What the task asks: Each line of the listing that contains the word "data" is to be copied.

Exercise inputs:
········
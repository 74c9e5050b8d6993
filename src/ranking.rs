// 该文件是 Kanjian （看见） 项目的一部分。
// src/ranking.rs - 结果排序与筛选
//
// 本文件根据 Apache 许可证第 2.0 版（以下简称“许可证”）授权使用；
// 除非遵守该许可证条款，否则您不得使用本文件。
// 您可通过以下网址获取许可证副本：
// http://www.apache.org/licenses/LICENSE-2.0
// 除非适用法律要求或书面同意，根据本许可协议分发的软件均按“原样”提供，
// 不附带任何形式的明示或暗示的保证或条件。
// 有关许可权限与限制的具体条款，请参阅本许可协议。
//
// Copyright (C) 2026 Johann Li <me@qinka.pro>, Wareless Group

use std::cmp::Ordering;

use tracing::debug;

/// 模型输出的原始分数
pub trait Score: Copy {
  fn confidence(self) -> f32;
}

impl Score for f32 {
  fn confidence(self) -> f32 {
    self
  }
}

/// 量化输出，按 1/255 缩放
impl Score for u8 {
  fn confidence(self) -> f32 {
    self as f32 / 255.0
  }
}

#[derive(Debug, Clone, Copy, PartialEq)]
pub struct ScoredCandidate {
  pub score: f32,
  pub class_index: usize,
}

#[derive(Debug, Clone, Default, PartialEq)]
pub struct RankedResult {
  pub items: Box<[ScoredCandidate]>,
}

impl RankedResult {
  pub fn is_empty(&self) -> bool {
    self.items.is_empty()
  }

  pub fn len(&self) -> usize {
    self.items.len()
  }

  pub fn iter(&self) -> std::slice::Iter<'_, ScoredCandidate> {
    self.items.iter()
  }
}

impl<'a> IntoIterator for &'a RankedResult {
  type Item = &'a ScoredCandidate;
  type IntoIter = std::slice::Iter<'a, ScoredCandidate>;

  fn into_iter(self) -> Self::IntoIter {
    self.items.iter()
  }
}

/// 选出分数严格大于 `threshold` 的前 `k` 个结果
///
/// - 每个元素的下标即类别编号；
/// - `higher_is_better` 为真时按分数降序，否则升序；
/// - 分数相同的元素保持输入顺序；
/// - `k <= 0` 时返回空结果。
pub fn select_top_k<S: Score>(
  scores: &[S],
  k: isize,
  threshold: f32,
  higher_is_better: bool,
) -> RankedResult {
  let cap = usize::try_from(k).unwrap_or(0);
  if cap == 0 {
    return RankedResult::default();
  }

  let mut items: Vec<ScoredCandidate> = scores
    .iter()
    .enumerate()
    .map(|(class_index, score)| ScoredCandidate {
      score: score.confidence(),
      class_index,
    })
    .filter(|candidate| candidate.score > threshold)
    .collect();

  // NaN 已被阈值过滤，这里的比较总是有序的
  if higher_is_better {
    items.sort_by(|a, b| b.score.partial_cmp(&a.score).unwrap_or(Ordering::Equal));
  } else {
    items.sort_by(|a, b| a.score.partial_cmp(&b.score).unwrap_or(Ordering::Equal));
  }
  items.truncate(cap);

  debug!(
    "从 {} 个分数中选出 {} 个结果 (k={}, 阈值={})",
    scores.len(),
    items.len(),
    k,
    threshold
  );

  RankedResult {
    items: items.into_boxed_slice(),
  }
}

/// [`select_top_k`] 的参数集合
#[derive(Debug, Clone, Copy, PartialEq)]
pub struct TopK {
  k: isize,
  threshold: f32,
  higher_is_better: bool,
}

impl TopK {
  pub fn new(k: isize) -> Self {
    TopK {
      k,
      threshold: 0.0,
      higher_is_better: true,
    }
  }

  pub fn threshold(mut self, threshold: f32) -> Self {
    self.threshold = threshold;
    self
  }

  pub fn higher_is_better(mut self, higher_is_better: bool) -> Self {
    self.higher_is_better = higher_is_better;
    self
  }

  pub fn select<S: Score>(&self, scores: &[S]) -> RankedResult {
    select_top_k(scores, self.k, self.threshold, self.higher_is_better)
  }
}

#[cfg(test)]
mod tests {
  use super::*;

  fn pairs(result: &RankedResult) -> Vec<(f32, usize)> {
    result.iter().map(|c| (c.score, c.class_index)).collect()
  }

  #[test]
  fn top_two_descending() {
    let result = select_top_k(&[0.9f32, 0.95, 0.2], 2, 0.0, true);
    assert_eq!(pairs(&result), vec![(0.95, 1), (0.9, 0)]);
  }

  #[test]
  fn ascending_order() {
    let result = select_top_k(&[0.9f32, 0.95, 0.2], 2, 0.0, false);
    assert_eq!(pairs(&result), vec![(0.2, 2), (0.9, 0)]);
  }

  #[test]
  fn threshold_is_strict() {
    let scores = [0.5f32, 0.25, 0.75];
    assert!(select_top_k(&scores, 3, 0.75, true).is_empty());
    assert!(select_top_k(&scores, 3, 1.0, true).is_empty());
    assert_eq!(pairs(&select_top_k(&scores, 3, 0.5, true)), vec![(0.75, 2)]);
  }

  #[test]
  fn non_positive_k_is_empty() {
    let scores = [0.5f32, 0.6];
    assert!(select_top_k(&scores, 0, -1.0, true).is_empty());
    assert!(select_top_k(&scores, -3, -1.0, true).is_empty());
  }

  #[test]
  fn negative_threshold_keeps_everything_up_to_k() {
    let scores = [-0.5f32, 0.0, -0.25, 0.1];
    let result = select_top_k(&scores, 10, f32::MIN, true);
    assert_eq!(
      pairs(&result),
      vec![(0.1, 3), (0.0, 1), (-0.25, 2), (-0.5, 0)]
    );
  }

  #[test]
  fn equal_scores_keep_input_order() {
    let scores = [0.3f32, 0.7, 0.3, 0.7, 0.3];
    assert_eq!(
      pairs(&select_top_k(&scores, 5, 0.0, true)),
      vec![(0.7, 1), (0.7, 3), (0.3, 0), (0.3, 2), (0.3, 4)]
    );
    assert_eq!(
      pairs(&select_top_k(&scores, 5, 0.0, false)),
      vec![(0.3, 0), (0.3, 2), (0.3, 4), (0.7, 1), (0.7, 3)]
    );
  }

  #[test]
  fn nan_scores_are_dropped() {
    let scores = [f32::NAN, 0.4, f32::NAN];
    assert_eq!(pairs(&select_top_k(&scores, 3, -1.0, true)), vec![(0.4, 1)]);
  }

  #[test]
  fn quantized_scores_are_scaled() {
    let scores = [0u8, 255, 51];
    let result = TopK::new(5).threshold(0.001).select(&scores);
    assert_eq!(pairs(&result), vec![(1.0, 1), (0.2, 2)]);
  }

  #[test]
  fn empty_input() {
    let scores: [f32; 0] = [];
    assert!(select_top_k(&scores, 5, 0.0, true).is_empty());
  }
}
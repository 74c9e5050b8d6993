// 该文件是 Kanjian （看见） 项目的一部分。
// src/model/passthrough.rs - 等尺寸输入转换
//
// 本文件根据 Apache 许可证第 2.0 版（以下简称“许可证”）授权使用；
// 除非遵守该许可证条款，否则您不得使用本文件。
// 您可通过以下网址获取许可证副本：
// http://www.apache.org/licenses/LICENSE-2.0
// 除非适用法律要求或书面同意，根据本许可协议分发的软件均按“原样”提供，
// 不附带任何形式的明示或暗示的保证或条件。
// 有关许可权限与限制的具体条款，请参阅本许可协议。
//
// Copyright (C) 2026 Johann Li <me@qinka.pro>, Wareless Group

use thiserror::Error;
use tracing::debug;

use crate::{
  ErrorKind,
  bitmap::DecodedImage,
  model::{InputDims, InputType, ModelInput, Resize},
};

#[derive(Error, Debug)]
pub enum PassthroughError {
  #[error("图像尺寸不匹配: 期望 {expected}, 实际 {actual}")]
  GeometryMismatch {
    expected: InputDims,
    actual: InputDims,
  },
  #[error("标准差必须为正数: {0}")]
  InvalidStd(f32),
}

impl PassthroughError {
  pub fn kind(&self) -> ErrorKind {
    ErrorKind::Format
  }
}

/// 不做重采样的输入转换
///
/// 只接受尺寸与模型输入完全一致的图像。
/// 浮点输入按 `(value - input_mean) / input_std` 归一化。
#[derive(Debug, Clone, Copy, PartialEq)]
pub struct Passthrough {
  input_mean: f32,
  input_std: f32,
}

impl Default for Passthrough {
  fn default() -> Self {
    Passthrough {
      input_mean: 127.5,
      input_std: 127.5,
    }
  }
}

impl Passthrough {
  pub fn input_mean(mut self, input_mean: f32) -> Self {
    self.input_mean = input_mean;
    self
  }

  pub fn input_std(mut self, input_std: f32) -> Self {
    self.input_std = input_std;
    self
  }
}

impl Resize for Passthrough {
  type Error = PassthroughError;

  fn resize(
    &self,
    image: &DecodedImage,
    dims: InputDims,
    input_type: InputType,
  ) -> Result<ModelInput, Self::Error> {
    let actual = InputDims::of(image);
    if actual != dims {
      return Err(PassthroughError::GeometryMismatch {
        expected: dims,
        actual,
      });
    }

    debug!("输入转换: {} ({:?})", dims, input_type);
    match input_type {
      InputType::Quantized => Ok(ModelInput::Quantized(image.pixels().into())),
      InputType::Float => {
        if self.input_std.is_nan() || self.input_std <= 0.0 {
          return Err(PassthroughError::InvalidStd(self.input_std));
        }
        let data = image
          .pixels()
          .iter()
          .map(|&value| (value as f32 - self.input_mean) / self.input_std)
          .collect();
        Ok(ModelInput::Float(data))
      }
    }
  }
}
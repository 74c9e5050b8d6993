// 该文件是 Kanjian （看见） 项目的一部分。
// src/output/log_output.rs - 日志输出
//
// 本文件根据 Apache 许可证第 2.0 版（以下简称“许可证”）授权使用；
// 除非遵守该许可证条款，否则您不得使用本文件。
// 您可通过以下网址获取许可证副本：
// http://www.apache.org/licenses/LICENSE-2.0
// 除非适用法律要求或书面同意，根据本许可协议分发的软件均按“原样”提供，
// 不附带任何形式的明示或暗示的保证或条件。
// 有关许可权限与限制的具体条款，请参阅本许可协议。
//
// Copyright (C) 2026 Johann Li <me@qinka.pro>, Wareless Group

use thiserror::Error;
use tracing::info;
use url::Url;

use crate::{
  FromUrl, FromUrlWithScheme,
  bitmap::DecodedImage,
  labels::Labels,
  output::{Render, label_name},
  ranking::RankedResult,
};

#[derive(Error, Debug)]
pub enum LogOutputError {
  #[error("URI 方案不匹配")]
  SchemeMismatch,
}

/// 将结果逐行写入日志: `置信度: 编号 标签`
#[derive(Debug, Default)]
pub struct LogOutput {
  labels: Option<Labels>,
}

impl FromUrlWithScheme for LogOutput {
  const SCHEME: &'static str = "log";
}

impl FromUrl for LogOutput {
  type Error = LogOutputError;

  fn from_url(url: &Url) -> Result<Self, Self::Error> {
    if url.scheme() != Self::SCHEME {
      return Err(LogOutputError::SchemeMismatch);
    }
    Ok(LogOutput::default())
  }
}

impl LogOutput {
  pub fn with_labels(mut self, labels: Labels) -> Self {
    self.labels = Some(labels);
    self
  }

  pub fn lines(&self, result: &RankedResult) -> Vec<String> {
    result
      .iter()
      .map(|item| {
        format!(
          "{:.6}: {} {}",
          item.score,
          item.class_index,
          label_name(self.labels.as_ref(), item.class_index)
        )
      })
      .collect()
  }
}

impl Render<DecodedImage, RankedResult> for LogOutput {
  type Error = LogOutputError;

  fn render_result(&self, frame: &DecodedImage, result: &RankedResult) -> Result<(), Self::Error> {
    info!(
      "图像 {}x{}: {} 个结果",
      frame.width(),
      frame.height(),
      result.len()
    );
    for line in self.lines(result) {
      info!("{}", line);
    }
    Ok(())
  }
}

#[cfg(test)]
mod tests {
  use super::*;
  use crate::ranking::select_top_k;

  #[test]
  fn lines_use_labels() {
    let output = LogOutput::default().with_labels(Labels::parse(b"cat\ndog\n"));
    let result = select_top_k(&[0.25f32, 0.75], 2, 0.0, true);
    assert_eq!(
      output.lines(&result),
      vec!["0.750000: 1 dog".to_string(), "0.250000: 0 cat".to_string()]
    );
  }

  #[test]
  fn lines_without_labels() {
    let output = LogOutput::from_url(&Url::parse("log:").unwrap()).unwrap();
    let result = select_top_k(&[0.5f32], 1, 0.0, true);
    assert_eq!(output.lines(&result), vec!["0.500000: 0 #0".to_string()]);
  }
}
········
Output of the exercise:
        let data = image
        Ok(ModelInput::Float(data))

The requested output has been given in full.